The power of positive thinking

OK – I’m going to be honest. I like to think that I’m an optimist, but the older I get, the more I think I’m becoming a pessimist. I’m not all and out grouchy yet (and I emphasize the “yet.”) But there are definitely days that my mantra of “this is going to be a good day” more turns into a begging conversation with God to “make this a good day, pleeeeze?” that’s coupled with a sickening pit in my stomach because I don’t want to walk from my car to my office.

That statement just tells me that I need to find another job, but seriously … I do believe that the only person who can control their happiness is the same person that’s wearing their underwear. And usually – that’s going to be you. Unless … well, I’m just going to leave that.

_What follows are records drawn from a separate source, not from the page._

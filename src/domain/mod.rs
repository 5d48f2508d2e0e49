//! Domain layer: the accessibility hierarchy and its nodes
//!
//! This layer is independent of external concerns (no I/O, no CLI, no config loading).
//! The native side is reached only through the [`NativeProjection`] trait.

pub mod display;
pub mod error;
pub mod hierarchy;
pub mod id;
pub mod iter;
pub mod node;
pub mod projection;

pub use display::HierarchyDisplay;
pub use error::{HierarchyError, HierarchyResult};
pub use hierarchy::{ChangeListener, Hierarchy};
pub use id::{NodeId, NodeIdGenerator};
pub use node::{Node, NodeState, Rect, Role};
pub use projection::{NativeProjection, NullProjection};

For some odd reason, I received a few sample magazines from one of Martha Stewart’s new publications “Whole Living: body + soul.” I’m finally catching up on some back issues that have been piling up and came across some reader input on how to live positively. Because I’m not too keen yet on finding a new job, I’m going to see how I can incorporate some of these tricks and share a couple other ones that I’ve picked up along the way.

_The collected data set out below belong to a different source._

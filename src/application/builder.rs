//! Builds a hierarchy from a fixture.

use std::collections::{BTreeMap, HashMap, HashSet};

use tracing::{debug, instrument};

use crate::application::fixture::{Fixture, FixtureNode};
use crate::application::ApplicationResult;
use crate::domain::{Hierarchy, HierarchyError, NodeId};
use crate::infrastructure::StaticProjection;

/// Hierarchy plus the fixture keys of its nodes.
#[derive(Debug)]
pub struct BuiltHierarchy {
    pub hierarchy: Hierarchy<StaticProjection>,
    pub keys: BTreeMap<String, NodeId>,
}

impl BuiltHierarchy {
    pub fn id(&self, key: &str) -> Option<NodeId> {
        self.keys.get(key).copied()
    }

    pub fn key_of(&self, id: NodeId) -> Option<&str> {
        self.keys
            .iter()
            .find(|(_, &candidate)| candidate == id)
            .map(|(key, _)| key.as_str())
    }
}

/// Constructs hierarchies from fixtures.
///
/// With `flatten`, every node becomes a root in pre-order: the flat element
/// list some platform bridges expect instead of a nested tree.
#[derive(Debug, Default, Clone)]
pub struct HierarchyBuilder {
    flatten: bool,
}

impl HierarchyBuilder {
    pub fn new() -> Self {
        Self::default()
    }

    pub fn flatten(mut self, flatten: bool) -> Self {
        self.flatten = flatten;
        self
    }

    #[instrument(level = "debug", skip(self, fixture))]
    pub fn build(&self, fixture: &Fixture) -> ApplicationResult<BuiltHierarchy> {
        let ordered = pre_order(fixture)?;

        let mut hierarchy = Hierarchy::with_projection(StaticProjection::new());
        let mut keys = BTreeMap::new();
        for spec in ordered {
            let parent = match (&spec.parent, self.flatten) {
                (Some(parent_key), false) => keys.get(parent_key.as_str()).copied(),
                _ => None,
            };
            let id = hierarchy.add(parent, spec.label.as_deref())?;
            if let Some(node) = hierarchy.node_mut(id) {
                node.role = spec.role;
                node.value = spec.value.clone();
                node.hint = spec.hint.clone();
                node.state = spec.state;
                node.is_active = spec.active;
            }
            hierarchy.projection_mut().set_frame(id, spec.frame);
            keys.insert(spec.key.clone(), id);
        }
        hierarchy.refresh_frames();
        debug!(nodes = keys.len(), flatten = self.flatten, "hierarchy built");

        Ok(BuiltHierarchy { hierarchy, keys })
    }
}

/// Fixture nodes ordered parents-first, siblings in fixture order.
///
/// Rejects duplicate keys, unknown parents and parent cycles.
fn pre_order(fixture: &Fixture) -> ApplicationResult<Vec<&FixtureNode>> {
    let mut known = HashSet::new();
    for node in &fixture.nodes {
        if !known.insert(node.key.as_str()) {
            return Err(HierarchyError::InvalidArgument(format!(
                "duplicate node key '{}'",
                node.key
            ))
            .into());
        }
    }

    let mut roots = Vec::new();
    let mut children: HashMap<&str, Vec<&FixtureNode>> = HashMap::new();
    for node in &fixture.nodes {
        match node.parent.as_deref() {
            None => roots.push(node),
            Some(parent) if !known.contains(parent) => {
                return Err(HierarchyError::InvalidArgument(format!(
                    "node '{}' names unknown parent '{}'",
                    node.key, parent
                ))
                .into());
            }
            Some(parent) => children.entry(parent).or_default().push(node),
        }
    }

    let mut ordered = Vec::with_capacity(fixture.nodes.len());
    let mut stack: Vec<&FixtureNode> = roots.into_iter().rev().collect();
    while let Some(node) = stack.pop() {
        ordered.push(node);
        if let Some(kids) = children.get(node.key.as_str()) {
            stack.extend(kids.iter().rev());
        }
    }

    // Every node has a known parent, so whatever stays unreached hangs off a cycle
    if ordered.len() != fixture.nodes.len() {
        let reached: HashSet<&str> = ordered.iter().map(|n| n.key.as_str()).collect();
        let stuck = fixture
            .nodes
            .iter()
            .find(|n| !reached.contains(n.key.as_str()))
            .map(|n| n.key.clone())
            .unwrap_or_default();
        return Err(
            HierarchyError::invalid_operation(stuck, "parent chain forms a cycle").into(),
        );
    }
    Ok(ordered)
}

1) Mantras. I already mentioned that I sit in my car and reassure myself that “this is going to be a good day.” I’ve also started training for a 5K along with my sister-in-law and I’ve been finding that mantras are also very useful when one is sweating their arse off on the treadmill. Here’s the scenario – we’re doing a “couch to 5K” program and it involves three 20 minute workouts per week. Let me be blunt – I’m in pretty poor shape right now and even the idea of altering jogging with walking shoots fear directly into my kneecaps. But I’ll be honest – I’m probably in better shape than I give myself credit for and I’m no chicken. I try to put the fear of embarrassing myself on the treadmill high upon a mental shelf and when I think I want to quit, I have a little phrase I like to say to myself. “My legs feel fabulous.” I think it’s the word “fabulous,” but whatever it is – I keep going.
2) Rituals. I learned this one from a family of six whom I adore very greatly and had the opportunity to travel with when I was in college. Dick and Marian have four kids – three of whom are triplets. We traveled to Malta when I was a junior in college – their oldest son was probably 9 and I think the triplets were six. Our friendship remained strong during my senior year of college and even after I graduated, I still got invited to share supper with them. And they had a ritual that they even made guests participate in – right before we all dug in, we had to go around the table and share our worst and best parts of the day. Worst came first and then it was redeemed by the best part. It was a very cool element that I hope my husband and I use when we have kids. It opened the lines of communication and was a great way to start a meal.
3) 3:1 Ratio. This one came from the magazine that I’m reading and bless this person for pulling it off. If this person is confronted with something that went wrong, she’d immediately counter it with three good things. So say you’re driving to work and your tire goes flat. Well, it’s a good thing it’s not raining. See?
4) Writing down the simple pleasures. Again – from the magazine and one that I think I’m going to incorporate. This reader has a journal and each day she records five things that she is grateful for each day. This has had a marked improvement on her attitude.
5) Treat others the way you want to be treated. First and foremost – I’m pretty biased because I think my city has some of the best grocery stores in town, but I love the sense of customer service that my local Hyvee has instilled in their coworkers. They are all uber-friendly, they are so darn polite and even if they don’t feel like smiling at you, they still do. It makes it easy for me to give them a heartfelt thanks when I’m strolling through the checkout, but at the end of the day – people should always be polite to the people they encounter. All it takes is a returned smile to turn a crappy day into a positive experience.

So what does this have to do with debt reduction? Not a whole lot. Thinking positive probably won’t make me rich, but it makes the journey all the better.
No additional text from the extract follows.